ACTIVITY ▸
The records below need to be copied in full. Match them exactly.

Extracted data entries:
*** Begin section ***
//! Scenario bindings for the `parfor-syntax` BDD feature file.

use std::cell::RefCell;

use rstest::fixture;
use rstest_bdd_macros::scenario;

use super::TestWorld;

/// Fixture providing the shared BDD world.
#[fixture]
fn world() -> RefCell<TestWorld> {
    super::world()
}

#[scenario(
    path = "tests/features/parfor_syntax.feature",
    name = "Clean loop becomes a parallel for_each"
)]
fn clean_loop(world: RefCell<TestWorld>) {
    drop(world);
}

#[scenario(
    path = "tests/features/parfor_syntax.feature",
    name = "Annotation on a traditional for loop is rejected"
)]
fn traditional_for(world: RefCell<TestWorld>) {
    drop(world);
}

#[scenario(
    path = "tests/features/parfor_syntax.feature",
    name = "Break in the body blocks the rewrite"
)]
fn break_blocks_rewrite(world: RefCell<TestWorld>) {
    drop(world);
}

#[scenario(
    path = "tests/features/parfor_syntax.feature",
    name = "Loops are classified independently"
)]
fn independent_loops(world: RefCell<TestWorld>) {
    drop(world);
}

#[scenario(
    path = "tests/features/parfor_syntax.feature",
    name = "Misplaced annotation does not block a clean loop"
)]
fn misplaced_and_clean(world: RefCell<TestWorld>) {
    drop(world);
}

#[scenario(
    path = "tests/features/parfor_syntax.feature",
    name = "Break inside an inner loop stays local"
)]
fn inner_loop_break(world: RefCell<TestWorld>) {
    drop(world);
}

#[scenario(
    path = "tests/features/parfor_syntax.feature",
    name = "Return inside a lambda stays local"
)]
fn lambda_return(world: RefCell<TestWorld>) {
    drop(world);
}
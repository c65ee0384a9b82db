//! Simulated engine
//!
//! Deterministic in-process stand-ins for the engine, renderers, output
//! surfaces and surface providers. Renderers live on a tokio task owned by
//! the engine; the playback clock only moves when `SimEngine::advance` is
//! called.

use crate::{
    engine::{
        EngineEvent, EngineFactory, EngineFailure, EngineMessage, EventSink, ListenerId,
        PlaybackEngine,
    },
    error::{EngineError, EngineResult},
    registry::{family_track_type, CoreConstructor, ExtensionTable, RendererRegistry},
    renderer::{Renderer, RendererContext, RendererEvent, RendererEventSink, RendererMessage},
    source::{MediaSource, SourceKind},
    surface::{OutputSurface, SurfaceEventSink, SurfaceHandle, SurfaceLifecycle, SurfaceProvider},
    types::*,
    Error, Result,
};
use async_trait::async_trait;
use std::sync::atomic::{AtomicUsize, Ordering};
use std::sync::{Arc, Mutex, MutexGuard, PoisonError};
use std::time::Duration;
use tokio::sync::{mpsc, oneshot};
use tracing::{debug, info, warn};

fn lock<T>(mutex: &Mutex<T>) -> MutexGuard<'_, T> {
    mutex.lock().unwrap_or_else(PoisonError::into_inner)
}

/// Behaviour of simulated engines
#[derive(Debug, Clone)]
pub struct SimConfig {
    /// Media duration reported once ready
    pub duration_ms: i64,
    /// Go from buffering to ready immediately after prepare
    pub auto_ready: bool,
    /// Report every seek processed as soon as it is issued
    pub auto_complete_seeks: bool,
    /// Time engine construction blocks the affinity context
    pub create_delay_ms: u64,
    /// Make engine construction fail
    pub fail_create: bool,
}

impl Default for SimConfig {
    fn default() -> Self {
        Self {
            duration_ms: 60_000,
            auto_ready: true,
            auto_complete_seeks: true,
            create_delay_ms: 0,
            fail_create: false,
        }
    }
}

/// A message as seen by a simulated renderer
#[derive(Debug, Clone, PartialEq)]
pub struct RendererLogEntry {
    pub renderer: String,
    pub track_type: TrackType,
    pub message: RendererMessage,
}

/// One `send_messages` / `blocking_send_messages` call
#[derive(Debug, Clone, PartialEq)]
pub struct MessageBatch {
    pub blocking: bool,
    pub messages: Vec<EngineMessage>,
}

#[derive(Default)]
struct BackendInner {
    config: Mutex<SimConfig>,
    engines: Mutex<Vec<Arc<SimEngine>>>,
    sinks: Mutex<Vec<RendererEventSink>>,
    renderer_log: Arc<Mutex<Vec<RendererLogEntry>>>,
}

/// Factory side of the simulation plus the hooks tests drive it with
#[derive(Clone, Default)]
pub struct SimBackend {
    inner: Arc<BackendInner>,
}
*** End section ***
TASK RESULT ▸
//! Scenario bindings for the `parfor-syntax` BDD feature file.

use std::cell::RefCell;

use rstest::fixture;
use rstest_bdd_macros::scenario;

use super::TestWorld;

/// Fixture providing the shared BDD world.
#[fixture]
fn world() -> RefCell<TestWorld> {
    super::world()
}

#[scenario(
    path = "tests/features/parfor_syntax.feature",
    name = "Clean loop becomes a parallel for_each"
)]
fn clean_loop(world: RefCell<TestWorld>) {
    drop(world);
}

#[scenario(
    path = "tests/features/parfor_syntax.feature",
    name = "Annotation on a traditional for loop is rejected"
)]
fn traditional_for(world: RefCell<TestWorld>) {
    drop(world);
}

#[scenario(
    path = "tests/features/parfor_syntax.feature",
    name = "Break in the body blocks the rewrite"
)]
fn break_blocks_rewrite(world: RefCell<TestWorld>) {
    drop(world);
}

#[scenario(
    path = "tests/features/parfor_syntax.feature",
    name = "Loops are classified independently"
)]
fn independent_loops(world: RefCell<TestWorld>) {
    drop(world);
}

#[scenario(
    path = "tests/features/parfor_syntax.feature",
    name = "Misplaced annotation does not block a clean loop"
)]
fn misplaced_and_clean(world: RefCell<TestWorld>) {
    drop(world);
}

#[scenario(
    path = "tests/features/parfor_syntax.feature",
    name = "Break inside an inner loop stays local"
)]
fn inner_loop_break(world: RefCell<TestWorld>) {
    drop(world);
}

#[scenario(
    path = "tests/features/parfor_syntax.feature",
    name = "Return inside a lambda stays local"
)]
fn lambda_return(world: RefCell<TestWorld>) {
    drop(world);
}
repository c65ee0384a9b82db
//! Simulated engine
//!
//! Deterministic in-process stand-ins for the engine, renderers, output
//! surfaces and surface providers. Renderers live on a tokio task owned by
//! the engine; the playback clock only moves when `SimEngine::advance` is
//! called.

use crate::{
    engine::{
        EngineEvent, EngineFactory, EngineFailure, EngineMessage, EventSink, ListenerId,
        PlaybackEngine,
    },
    error::{EngineError, EngineResult},
    registry::{family_track_type, CoreConstructor, ExtensionTable, RendererRegistry},
    renderer::{Renderer, RendererContext, RendererEvent, RendererEventSink, RendererMessage},
    source::{MediaSource, SourceKind},
    surface::{OutputSurface, SurfaceEventSink, SurfaceHandle, SurfaceLifecycle, SurfaceProvider},
    types::*,
    Error, Result,
};
use async_trait::async_trait;
use std::sync::atomic::{AtomicUsize, Ordering};
use std::sync::{Arc, Mutex, MutexGuard, PoisonError};
use std::time::Duration;
use tokio::sync::{mpsc, oneshot};
use tracing::{debug, info, warn};

fn lock<T>(mutex: &Mutex<T>) -> MutexGuard<'_, T> {
    mutex.lock().unwrap_or_else(PoisonError::into_inner)
}

/// Behaviour of simulated engines
#[derive(Debug, Clone)]
pub struct SimConfig {
    /// Media duration reported once ready
    pub duration_ms: i64,
    /// Go from buffering to ready immediately after prepare
    pub auto_ready: bool,
    /// Report every seek processed as soon as it is issued
    pub auto_complete_seeks: bool,
    /// Time engine construction blocks the affinity context
    pub create_delay_ms: u64,
    /// Make engine construction fail
    pub fail_create: bool,
}

impl Default for SimConfig {
    fn default() -> Self {
        Self {
            duration_ms: 60_000,
            auto_ready: true,
            auto_complete_seeks: true,
            create_delay_ms: 0,
            fail_create: false,
        }
    }
}

/// A message as seen by a simulated renderer
#[derive(Debug, Clone, PartialEq)]
pub struct RendererLogEntry {
    pub renderer: String,
    pub track_type: TrackType,
    pub message: RendererMessage,
}

/// One `send_messages` / `blocking_send_messages` call
#[derive(Debug, Clone, PartialEq)]
pub struct MessageBatch {
    pub blocking: bool,
    pub messages: Vec<EngineMessage>,
}

#[derive(Default)]
struct BackendInner {
    config: Mutex<SimConfig>,
    engines: Mutex<Vec<Arc<SimEngine>>>,
    sinks: Mutex<Vec<RendererEventSink>>,
    renderer_log: Arc<Mutex<Vec<RendererLogEntry>>>,
}

/// Factory side of the simulation plus the hooks tests drive it with
#[derive(Clone, Default)]
pub struct SimBackend {
    inner: Arc<BackendInner>,
}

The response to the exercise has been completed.